Of the lines below, count those containing the word "peer". Reply with the number alone.

SUPPLIED DATA Block Start

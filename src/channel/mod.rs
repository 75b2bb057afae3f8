//! [`Channel`], the message-and-descriptor endpoint, and its backend selection.

mod framed;
mod seqpacket;

use crate::{c_wrappers, fdops, unixprelude::*, Error, FdSet, Result};
use std::{
    fmt::{self, Debug, Formatter},
    io,
};

/// How a [`Channel`] delimits messages on the wire. Decided once, from the socket type, when the
/// channel is created.
#[derive(Copy, Clone, Debug, PartialEq, Eq, Hash)]
pub enum Mode {
    /// `SOCK_SEQPACKET` or `SOCK_DGRAM`: the kernel keeps message boundaries, and every message is
    /// a single `sendmsg`/`recvmsg` pair.
    BoundaryPreserving,
    /// `SOCK_STREAM`: every message is preceded by an 8-byte header of payload length and
    /// descriptor count.
    FramedStream,
}
impl Mode {
    fn of_socket_type(ty: c_int) -> Option<Self> {
        match ty {
            libc::SOCK_SEQPACKET | libc::SOCK_DGRAM => Some(Self::BoundaryPreserving),
            libc::SOCK_STREAM => Some(Self::FramedStream),
            _ => None,
        }
    }
    fn of_socket(fd: BorrowedFd<'_>) -> io::Result<Self> {
        let ty = c_wrappers::socket_type(fd)?;
        Self::of_socket_type(ty).ok_or_else(|| {
            io::Error::new(
                io::ErrorKind::InvalidInput,
                format!("socket type {ty} cannot carry messages with descriptors"),
            )
        })
    }
    const fn socket_type(self) -> c_int {
        match self {
            Self::BoundaryPreserving => libc::SOCK_SEQPACKET,
            Self::FramedStream => libc::SOCK_STREAM,
        }
    }
}

/// Reports whether the given socket keeps message boundaries on its own, i.e. whether a
/// [`Channel`] over it would use [`Mode::BoundaryPreserving`].
pub fn is_message_preserving(fd: BorrowedFd<'_>) -> io::Result<bool> {
    Mode::of_socket(fd).map(|m| m == Mode::BoundaryPreserving)
}

/// The successful result of [`Channel::recv_with_fds()`].
#[derive(Copy, Clone, Debug, Default, PartialEq, Eq, Hash)]
pub struct RecvSuccess {
    /// How many bytes of payload were written to the buffer.
    pub main: usize,
    /// How many descriptors were added to the [`FdSet`].
    pub descriptors: usize,
}

/// One end of a connection that carries discrete messages, each with up to
/// [`MAX_FD_COUNT`](crate::MAX_FD_COUNT) file descriptors attached.
///
/// The channel exclusively owns its socket. It cannot be cloned, and it closes the socket exactly
/// once: on [`close()`](Self::close) or on drop, whichever comes first.
///
/// All operations block. Interrupted and would-block system calls are retried internally, so a
/// nonblocking socket merely makes the channel spin. Any error means that the channel can no
/// longer be trusted to be in sync with its peer and should be closed.
///
/// # Concurrency
/// The I/O methods take `&self`, so one thread may run the receive loop while another sends.
/// Two concurrent sends, or two concurrent receives, on the same channel can interleave on the
/// wire and must be serialized by the caller.
///
/// # Examples
/// ```
/// # fn main() -> Result<(), Box<dyn std::error::Error>> {
/// use fdchannel::{Channel, FdSet};
/// use std::{fs::File, os::fd::AsFd};
///
/// let (a, b) = Channel::pair()?;
/// let file = File::open("/dev/null")?;
/// a.send_with_fds(b"PING", &[file.as_fd()])?;
///
/// let mut buf = [0; 64];
/// let mut fds = FdSet::new();
/// let rs = b.recv_with_fds(&mut buf, &mut fds)?;
/// assert_eq!(&buf[..rs.main], b"PING");
/// assert_eq!(rs.descriptors, 1);
///
/// b.send(b"PONG")?;
/// let mut reply = [0; 4];
/// a.recv_exact(&mut reply)?;
/// assert_eq!(&reply, b"PONG");
/// # Ok(()) }
/// ```
pub struct Channel {
    fd: Option<OwnedFd>,
    mode: Mode,
}
impl Channel {
    /// Wraps a connected, blocking Unix domain socket.
    ///
    /// The socket type is queried once to pick the [`Mode`]. Socket types other than stream,
    /// datagram and sequential packet fail with [`InvalidInput`](io::ErrorKind::InvalidInput).
    /// On failure, the socket is closed.
    ///
    /// # System calls
    /// - `getsockopt`
    /// - `setsockopt` (Apple platforms only, for `SO_NOSIGPIPE`)
    pub fn new(fd: impl Into<OwnedFd>) -> io::Result<Self> {
        let fd = fd.into();
        let mode = Mode::of_socket(fd.as_fd())?;
        #[cfg(any(target_os = "macos", target_os = "ios", target_os = "tvos", target_os = "watchos"))]
        c_wrappers::set_nosigpipe(fd.as_fd())?;
        log::debug!("channel on fd {} uses {mode:?}", fd.as_raw_fd());
        Ok(Self { fd: Some(fd), mode })
    }
    /// Creates a pair of connected channels, using sequential packet sockets where the platform
    /// supports them for `AF_UNIX`, and framed byte streams elsewhere.
    ///
    /// Both sockets are close-on-exec.
    pub fn pair() -> io::Result<(Self, Self)> {
        #[cfg(fdchan_seqpacket)]
        let mode = Mode::BoundaryPreserving;
        #[cfg(not(fdchan_seqpacket))]
        let mode = Mode::FramedStream;
        Self::pair_with(mode)
    }
    /// Like [`pair()`](Self::pair), but with the backend chosen by the caller.
    ///
    /// # System calls
    /// - `socketpair`
    /// - `fcntl` (where `SOCK_CLOEXEC` is unavailable)
    pub fn pair_with(mode: Mode) -> io::Result<(Self, Self)> {
        let (a, b) = c_wrappers::socketpair(mode.socket_type())?;
        Ok((Self::new(a)?, Self::new(b)?))
    }

    /// The backend this channel was bound to.
    #[inline]
    pub fn mode(&self) -> Mode {
        self.mode
    }
    /// Whether the underlying socket keeps message boundaries, i.e. whether no framing header is
    /// used.
    #[inline]
    pub fn is_message_preserving(&self) -> bool {
        self.mode == Mode::BoundaryPreserving
    }

    fn fd(&self) -> Result<BorrowedFd<'_>> {
        self.fd.as_ref().map(AsFd::as_fd).ok_or(Error::Released)
    }

    /// Sends a message without descriptors.
    ///
    /// # Panics
    /// If `payload` is empty.
    #[inline]
    pub fn send(&self, payload: &[u8]) -> Result<()> {
        self.send_with_fds(payload, &[])
    }
    /// Sends a message along with the given descriptors.
    ///
    /// The descriptors are borrowed: the kernel installs duplicates of them in the receiving
    /// process, and the caller keeps and remains responsible for its own.
    ///
    /// # Panics
    /// If `payload` is empty or more than [`MAX_FD_COUNT`](crate::MAX_FD_COUNT) descriptors are
    /// given.
    ///
    /// # System calls
    /// - `sendmsg`
    /// - `send` (framed streams only, for the header)
    pub fn send_with_fds(&self, payload: &[u8], fds: &[BorrowedFd<'_>]) -> Result<()> {
        assert!(!payload.is_empty(), "cannot send an empty message");
        let fd = self.fd()?;
        let rslt = match self.mode {
            Mode::BoundaryPreserving => seqpacket::send(fd, payload, fds),
            Mode::FramedStream => framed::send(fd, payload, fds),
        };
        if let Err(e) = &rslt {
            log::warn!("send of {} bytes and {} descriptor(s) failed: {e}", payload.len(), fds.len());
        }
        rslt
    }

    /// Receives a message into `buf`, closing any descriptors that came with it. Returns the
    /// payload length.
    ///
    /// # Panics
    /// If `buf` is empty.
    #[inline]
    pub fn recv(&self, buf: &mut [u8]) -> Result<usize> {
        self.recv_impl(buf, None).map(|rs| rs.main)
    }
    /// Receives a message into `buf` and its descriptors into `fds`.
    ///
    /// The capacity for the payload is `buf.len()`; the capacity for descriptors is
    /// [`fds.room()`](FdSet::room). Descriptors beyond that capacity are closed. Ownership of the
    /// descriptors that were added to `fds` passes to the caller.
    ///
    /// Payloads larger than `buf` fail the receive: with [`Error::Truncated`] if the socket keeps
    /// message boundaries, with [`Error::Oversize`] and the buffer left untouched if it is a
    /// framed stream. A peer that hung up between messages yields [`Error::Closed`].
    ///
    /// # Panics
    /// If `buf` is empty.
    ///
    /// # System calls
    /// - `recvmsg`
    /// - `recv` (framed streams only, for the header)
    /// - `fcntl` (where `MSG_CMSG_CLOEXEC` is unavailable)
    #[inline]
    pub fn recv_with_fds(&self, buf: &mut [u8], fds: &mut FdSet) -> Result<RecvSuccess> {
        self.recv_impl(buf, Some(fds))
    }
    /// Receives a message that must be exactly `buf.len()` bytes long, closing any descriptors
    /// that came with it.
    ///
    /// # Panics
    /// If `buf` is empty.
    pub fn recv_exact(&self, buf: &mut [u8]) -> Result<()> {
        let received = self.recv(buf)?;
        if received != buf.len() {
            log::warn!("expected a {}-byte reply, got {received} bytes", buf.len());
            return Err(Error::SizeMismatch {
                expected: buf.len(),
                received,
            });
        }
        Ok(())
    }
    fn recv_impl(&self, buf: &mut [u8], fds: Option<&mut FdSet>) -> Result<RecvSuccess> {
        assert!(!buf.is_empty(), "cannot receive into an empty buffer");
        let fd = self.fd()?;
        let rslt = match self.mode {
            Mode::BoundaryPreserving => seqpacket::recv(fd, buf, fds),
            Mode::FramedStream => framed::recv(fd, buf, fds),
        };
        match &rslt {
            Err(Error::Closed) => log::debug!("peer closed the channel"),
            Err(e) => log::warn!("receive failed: {e}"),
            Ok(_) => {}
        }
        rslt
    }

    /// Polls the socket without blocking and reports whether the peer is still there.
    ///
    /// Returns `false` if the socket has hung up or errored, if the poll itself failed, or if the
    /// channel has been closed.
    pub fn is_connected(&self) -> bool {
        let Ok(fd) = self.fd() else { return false };
        match fdops::retry_transient(|| c_wrappers::poll_hangup(fd)) {
            Ok(hangup) => !hangup,
            Err(e) => {
                log::debug!("poll failed: {e}");
                false
            }
        }
    }

    /// Closes the socket. Calling this again, or on a channel whose socket has been taken out, does
    /// nothing; every other operation on a closed channel fails with [`Error::Released`].
    pub fn close(&mut self) {
        if let Some(fd) = self.fd.take() {
            log::debug!("releasing channel on fd {}", fd.as_raw_fd());
        }
    }
    /// Unwraps the socket, handing it to the caller without closing it. Returns `None` if the
    /// channel has already been closed.
    #[inline]
    pub fn into_inner(mut self) -> Option<OwnedFd> {
        self.fd.take()
    }
}
impl Debug for Channel {
    fn fmt(&self, f: &mut Formatter<'_>) -> fmt::Result {
        f.debug_struct("Channel")
            .field("fd", &self.fd.as_ref().map(AsRawFd::as_raw_fd))
            .field("mode", &self.mode)
            .finish()
    }
}
impl TryFrom<OwnedFd> for Channel {
    type Error = io::Error;
    #[inline]
    fn try_from(fd: OwnedFd) -> io::Result<Self> {
        Self::new(fd)
    }
}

SUPPLIED DATA Block End

_REPLY_:
4